Just how useful are animal studies to human health?

December 14, 2006

Animal studies are of limited usefulness to human health because they are of poor quality and their results often conflict with human trials, argue researchers in a study on bmj.com today.

Before clinical trials are carried out, the safety and effectiveness of new drugs are usually tested in animal models. Some believe, however, that the results from animal trials are not applicable to humans because of biological differences between the species.

So researchers compared treatment effects in animal models with human clinical trials.

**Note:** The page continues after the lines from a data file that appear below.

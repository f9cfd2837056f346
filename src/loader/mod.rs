//! Format-dispatch image loading.
//!
//! Every supported file, whatever its encoding, ends up as one canonical
//! `RgbImage`. Dispatch goes through a registry keyed by lowercase extension,
//! so new formats can be added without touching the session loop.

mod composite;
mod raster;
mod raw;

use std::collections::{BTreeSet, HashMap};
use std::fmt;
use std::path::{Path, PathBuf};
use std::sync::Arc;

use image::RgbImage;

use crate::errors::DecodeError;
use crate::traits::FormatDecoder;

pub use composite::LayeredDecoder;
pub use raster::RasterDecoder;
pub use raw::{RawSensorDecoder, rgb_from_srgb};

pub const RASTER_EXTENSIONS: &[&str] = &["png", "jpg", "jpeg", "tif", "tiff"];
pub const LAYERED_EXTENSIONS: &[&str] = &["psd"];
pub const RAW_EXTENSIONS: &[&str] = &["nef", "cr2", "arw", "dng"];

#[derive(Debug, Clone, Copy, PartialEq, Eq, Hash, PartialOrd, Ord)]
pub enum FormatKind {
    RasterStandard,
    CompositeLayered,
    RawSensor,
}

impl FormatKind {
    /// Label used for file picker filters.
    pub const fn label(self) -> &'static str {
        match self {
            Self::RasterStandard => "Raster images",
            Self::CompositeLayered => "PSD files",
            Self::RawSensor => "RAW files",
        }
    }
}

impl fmt::Display for FormatKind {
    fn fmt(&self, f: &mut fmt::Formatter<'_>) -> fmt::Result {
        let name = match self {
            Self::RasterStandard => "raster",
            Self::CompositeLayered => "layered",
            Self::RawSensor => "RAW sensor",
        };
        f.write_str(name)
    }
}

/// A decoded input image. Lives only until its caption is generated.
#[derive(Debug, Clone)]
pub struct ImageAsset {
    pub path: PathBuf,
    pub kind: FormatKind,
    pub pixels: RgbImage,
}

impl ImageAsset {
    pub fn dimensions(&self) -> (u32, u32) {
        self.pixels.dimensions()
    }
}

/// Pixel-count ceiling applied while decoding.
///
/// Unbounded unless a limit is set explicitly: large scans and stitched
/// panoramas must load.
#[derive(Debug, Clone, Copy, Default, PartialEq, Eq)]
pub struct DecodeLimits {
    pub max_pixels: Option<u64>,
}

impl DecodeLimits {
    pub const fn unbounded() -> Self {
        Self { max_pixels: None }
    }

    pub const fn with_max_pixels(max_pixels: u64) -> Self {
        Self {
            max_pixels: Some(max_pixels),
        }
    }

    pub fn check(&self, path: &Path, width: u32, height: u32) -> Result<(), DecodeError> {
        let pixels = u64::from(width) * u64::from(height);
        match self.max_pixels {
            Some(limit) if pixels > limit => Err(DecodeError::ResourceLimit {
                path: path.to_path_buf(),
                pixels,
                limit,
            }),
            _ => Ok(()),
        }
    }
}

pub struct FormatLoader {
    decoders: HashMap<String, Arc<dyn FormatDecoder>>,
    limits: DecodeLimits,
}

impl FormatLoader {
    /// An empty registry. Every load fails until decoders are registered.
    pub fn new(limits: DecodeLimits) -> Self {
        Self {
            decoders: HashMap::new(),
            limits,
        }
    }

    /// Registry with raster, PSD and camera RAW support.
    pub fn with_default_formats(limits: DecodeLimits) -> Self {
        let mut loader = Self::new(limits);
        loader.register_all(RASTER_EXTENSIONS, Arc::new(RasterDecoder));
        loader.register_all(LAYERED_EXTENSIONS, Arc::new(LayeredDecoder));
        loader.register_all(RAW_EXTENSIONS, Arc::new(RawSensorDecoder));
        loader
    }

    pub fn register(&mut self, extension: &str, decoder: Arc<dyn FormatDecoder>) {
        self.decoders
            .insert(normalize_extension(extension), decoder);
    }

    fn register_all(&mut self, extensions: &[&str], decoder: Arc<dyn FormatDecoder>) {
        for extension in extensions {
            self.register(extension, Arc::clone(&decoder));
        }
    }

    pub const fn limits(&self) -> DecodeLimits {
        self.limits
    }

    pub fn classify(&self, path: &Path) -> Option<FormatKind> {
        self.decoder_for(path).map(|decoder| decoder.kind())
    }

    pub fn supports(&self, path: &Path) -> bool {
        self.decoder_for(path).is_some()
    }

    /// Registered extensions for `kind`, sorted.
    pub fn extensions_for(&self, kind: FormatKind) -> Vec<String> {
        self.decoders
            .iter()
            .filter(|(_, decoder)| decoder.kind() == kind)
            .map(|(extension, _)| extension.clone())
            .collect::<BTreeSet<_>>()
            .into_iter()
            .collect()
    }

    pub fn kinds(&self) -> BTreeSet<FormatKind> {
        self.decoders.values().map(|decoder| decoder.kind()).collect()
    }

    pub fn load(&self, path: &Path) -> Result<ImageAsset, DecodeError> {
        let decoder = self
            .decoder_for(path)
            .ok_or_else(|| DecodeError::UnsupportedFormat {
                path: path.to_path_buf(),
                extension: extension_of(path).unwrap_or_default(),
            })?;

        let kind = decoder.kind();
        log::debug!("Decoding {} as {} image", path.display(), kind);
        let pixels = decoder.decode(path, &self.limits)?;

        Ok(ImageAsset {
            path: path.to_path_buf(),
            kind,
            pixels,
        })
    }

    fn decoder_for(&self, path: &Path) -> Option<&Arc<dyn FormatDecoder>> {
        extension_of(path).and_then(|extension| self.decoders.get(&extension))
    }
}

fn normalize_extension(extension: &str) -> String {
    extension.trim_start_matches('.').to_lowercase()
}

fn extension_of(path: &Path) -> Option<String> {
    path.extension()
        .and_then(|ext| ext.to_str())
        .map(normalize_extension)
}

/// Run a third-party decoder, turning a panic inside it into `Corrupt`.
///
/// The psd and rawloader parsers index into the input without bounds checks
/// on some malformed files.
pub(crate) fn guard_decoder<T>(
    path: &Path,
    kind: FormatKind,
    decode: impl FnOnce() -> Result<T, DecodeError>,
) -> Result<T, DecodeError> {
    std::panic::catch_unwind(std::panic::AssertUnwindSafe(decode)).unwrap_or_else(|payload| {
        let message = payload
            .downcast_ref::<&str>()
            .map(|s| s.to_string())
            .or_else(|| payload.downcast_ref::<String>().cloned())
            .unwrap_or_else(|| "decoder panicked".to_string());
        log::warn!("{kind} decoder panicked on {}: {message}", path.display());
        Err(DecodeError::Corrupt {
            path: path.to_path_buf(),
            kind,
            source: format!("malformed input: {message}").into(),
        })
    })
}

They used systematic reviews (impartial summaries of evidence from many different studies) of human and animal trials to analyse the effects of six drugs for conditions such as head injury, stroke and osteoporosis.

Agreement between human and animal studies varied. For example, corticosteroids did not show any benefit for treating head injury in clinical trials but did show a benefit in animal models. Results also differed for the drug tirilazad to treat stroke - data from animal studies suggested a benefit but the clinical trials showed no benefit and possible harm.

Some results did agree. For instance, bisphosphonates increased bone mineral density in both clinical trials and animal studies, while corticosteroids reduced neonatal respiratory distress syndrome in animal studies and in clinical trials, although the data were sparse.

Animal studies are generally of poor quality and lack agreement with clinical trials, which limits their usefulness to human health, say the authors. This discordance may be due to bias, random error, or the failure of animal models to adequately represent clinical disease.

Systematic reviews could help translate research findings from animals to humans. They could also promote closer collaboration between the research communities and encourage an interative approach to improving the relevance of animal models to clinical trial design, they conclude.